Activity:
Write out, word for word, the part of the listing below that opens with the line containing "pub fn api_config(base_url: &str)" and closes with the line containing "let mut app", keeping both of those lines and adding no others.

Provided material:
Start of Block

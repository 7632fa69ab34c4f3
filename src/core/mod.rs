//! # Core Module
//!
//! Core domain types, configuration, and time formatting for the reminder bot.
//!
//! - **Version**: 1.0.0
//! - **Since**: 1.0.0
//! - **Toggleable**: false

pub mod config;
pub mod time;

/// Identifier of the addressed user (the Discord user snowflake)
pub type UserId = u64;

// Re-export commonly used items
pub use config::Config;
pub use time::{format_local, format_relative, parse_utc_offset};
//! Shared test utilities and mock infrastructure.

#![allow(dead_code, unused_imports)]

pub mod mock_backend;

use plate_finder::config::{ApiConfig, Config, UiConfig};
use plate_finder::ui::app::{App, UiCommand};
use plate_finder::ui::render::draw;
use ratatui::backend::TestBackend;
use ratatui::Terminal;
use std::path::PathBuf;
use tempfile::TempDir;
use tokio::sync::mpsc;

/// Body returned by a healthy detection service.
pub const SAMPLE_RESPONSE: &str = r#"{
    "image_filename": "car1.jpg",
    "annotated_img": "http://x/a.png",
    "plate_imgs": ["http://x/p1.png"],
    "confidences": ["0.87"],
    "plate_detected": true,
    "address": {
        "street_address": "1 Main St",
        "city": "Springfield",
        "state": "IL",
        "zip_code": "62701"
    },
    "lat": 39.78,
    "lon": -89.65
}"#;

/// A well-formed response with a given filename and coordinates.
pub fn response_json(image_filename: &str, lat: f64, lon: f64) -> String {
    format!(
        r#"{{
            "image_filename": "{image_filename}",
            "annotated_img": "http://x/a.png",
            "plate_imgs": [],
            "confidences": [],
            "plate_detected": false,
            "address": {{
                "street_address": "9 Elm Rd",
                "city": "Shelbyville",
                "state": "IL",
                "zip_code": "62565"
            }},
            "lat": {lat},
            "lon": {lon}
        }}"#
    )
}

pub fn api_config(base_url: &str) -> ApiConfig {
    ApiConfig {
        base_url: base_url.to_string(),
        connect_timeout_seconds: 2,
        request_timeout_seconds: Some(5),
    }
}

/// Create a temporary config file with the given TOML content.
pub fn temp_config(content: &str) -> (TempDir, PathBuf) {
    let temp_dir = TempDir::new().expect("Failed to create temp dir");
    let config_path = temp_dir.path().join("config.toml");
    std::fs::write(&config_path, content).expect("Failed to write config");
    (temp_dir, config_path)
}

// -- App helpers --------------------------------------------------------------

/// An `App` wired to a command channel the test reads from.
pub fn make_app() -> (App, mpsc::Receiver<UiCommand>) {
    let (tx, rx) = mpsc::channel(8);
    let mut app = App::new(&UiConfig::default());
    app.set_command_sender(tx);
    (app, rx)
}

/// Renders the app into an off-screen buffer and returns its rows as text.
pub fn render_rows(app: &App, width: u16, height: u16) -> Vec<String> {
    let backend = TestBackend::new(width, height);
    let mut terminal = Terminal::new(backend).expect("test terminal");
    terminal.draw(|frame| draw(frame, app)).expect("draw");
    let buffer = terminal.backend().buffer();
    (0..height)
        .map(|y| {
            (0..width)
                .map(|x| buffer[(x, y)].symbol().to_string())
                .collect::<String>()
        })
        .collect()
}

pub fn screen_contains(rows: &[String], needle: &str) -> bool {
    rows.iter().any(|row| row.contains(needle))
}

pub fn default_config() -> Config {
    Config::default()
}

End of Block
Start of Block

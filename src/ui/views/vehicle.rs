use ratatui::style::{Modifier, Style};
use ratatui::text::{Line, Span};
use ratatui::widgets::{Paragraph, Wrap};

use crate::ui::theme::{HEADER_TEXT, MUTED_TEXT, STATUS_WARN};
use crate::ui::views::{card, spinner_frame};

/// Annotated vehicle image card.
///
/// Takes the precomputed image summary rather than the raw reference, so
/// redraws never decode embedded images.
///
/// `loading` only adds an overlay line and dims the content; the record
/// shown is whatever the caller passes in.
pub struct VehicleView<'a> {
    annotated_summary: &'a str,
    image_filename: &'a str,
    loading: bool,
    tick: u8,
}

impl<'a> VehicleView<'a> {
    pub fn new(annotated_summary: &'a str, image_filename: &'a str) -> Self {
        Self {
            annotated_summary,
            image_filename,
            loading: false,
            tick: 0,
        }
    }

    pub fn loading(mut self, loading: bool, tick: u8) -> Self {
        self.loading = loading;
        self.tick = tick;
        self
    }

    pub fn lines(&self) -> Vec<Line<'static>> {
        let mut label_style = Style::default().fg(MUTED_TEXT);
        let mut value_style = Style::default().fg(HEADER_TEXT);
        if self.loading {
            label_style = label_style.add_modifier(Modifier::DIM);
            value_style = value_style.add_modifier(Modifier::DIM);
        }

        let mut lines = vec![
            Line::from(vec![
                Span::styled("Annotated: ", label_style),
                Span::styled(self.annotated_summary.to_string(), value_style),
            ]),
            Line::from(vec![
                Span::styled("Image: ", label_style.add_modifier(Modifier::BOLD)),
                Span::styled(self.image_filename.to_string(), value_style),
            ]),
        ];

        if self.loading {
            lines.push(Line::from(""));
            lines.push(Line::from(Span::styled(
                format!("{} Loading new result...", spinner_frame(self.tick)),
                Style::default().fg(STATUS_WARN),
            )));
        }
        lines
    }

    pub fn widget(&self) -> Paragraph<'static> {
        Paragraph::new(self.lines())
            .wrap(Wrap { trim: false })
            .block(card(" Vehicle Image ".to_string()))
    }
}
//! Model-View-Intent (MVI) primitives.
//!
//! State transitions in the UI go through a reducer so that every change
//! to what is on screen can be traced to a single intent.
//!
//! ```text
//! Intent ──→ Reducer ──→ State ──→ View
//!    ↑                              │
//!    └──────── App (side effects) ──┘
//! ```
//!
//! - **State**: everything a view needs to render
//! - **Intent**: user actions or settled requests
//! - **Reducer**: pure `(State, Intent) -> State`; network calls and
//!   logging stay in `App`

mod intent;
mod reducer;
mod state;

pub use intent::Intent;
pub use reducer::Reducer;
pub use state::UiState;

End of Block

Written solution:
pub fn api_config(base_url: &str) -> ApiConfig {
    ApiConfig {
        base_url: base_url.to_string(),
        connect_timeout_seconds: 2,
        request_timeout_seconds: Some(5),
    }
}

/// Create a temporary config file with the given TOML content.
pub fn temp_config(content: &str) -> (TempDir, PathBuf) {
    let temp_dir = TempDir::new().expect("Failed to create temp dir");
    let config_path = temp_dir.path().join("config.toml");
    std::fs::write(&config_path, content).expect("Failed to write config");
    (temp_dir, config_path)
}

// -- App helpers --------------------------------------------------------------

/// An `App` wired to a command channel the test reads from.
pub fn make_app() -> (App, mpsc::Receiver<UiCommand>) {
    let (tx, rx) = mpsc::channel(8);
    let mut app = App::new(&UiConfig::default());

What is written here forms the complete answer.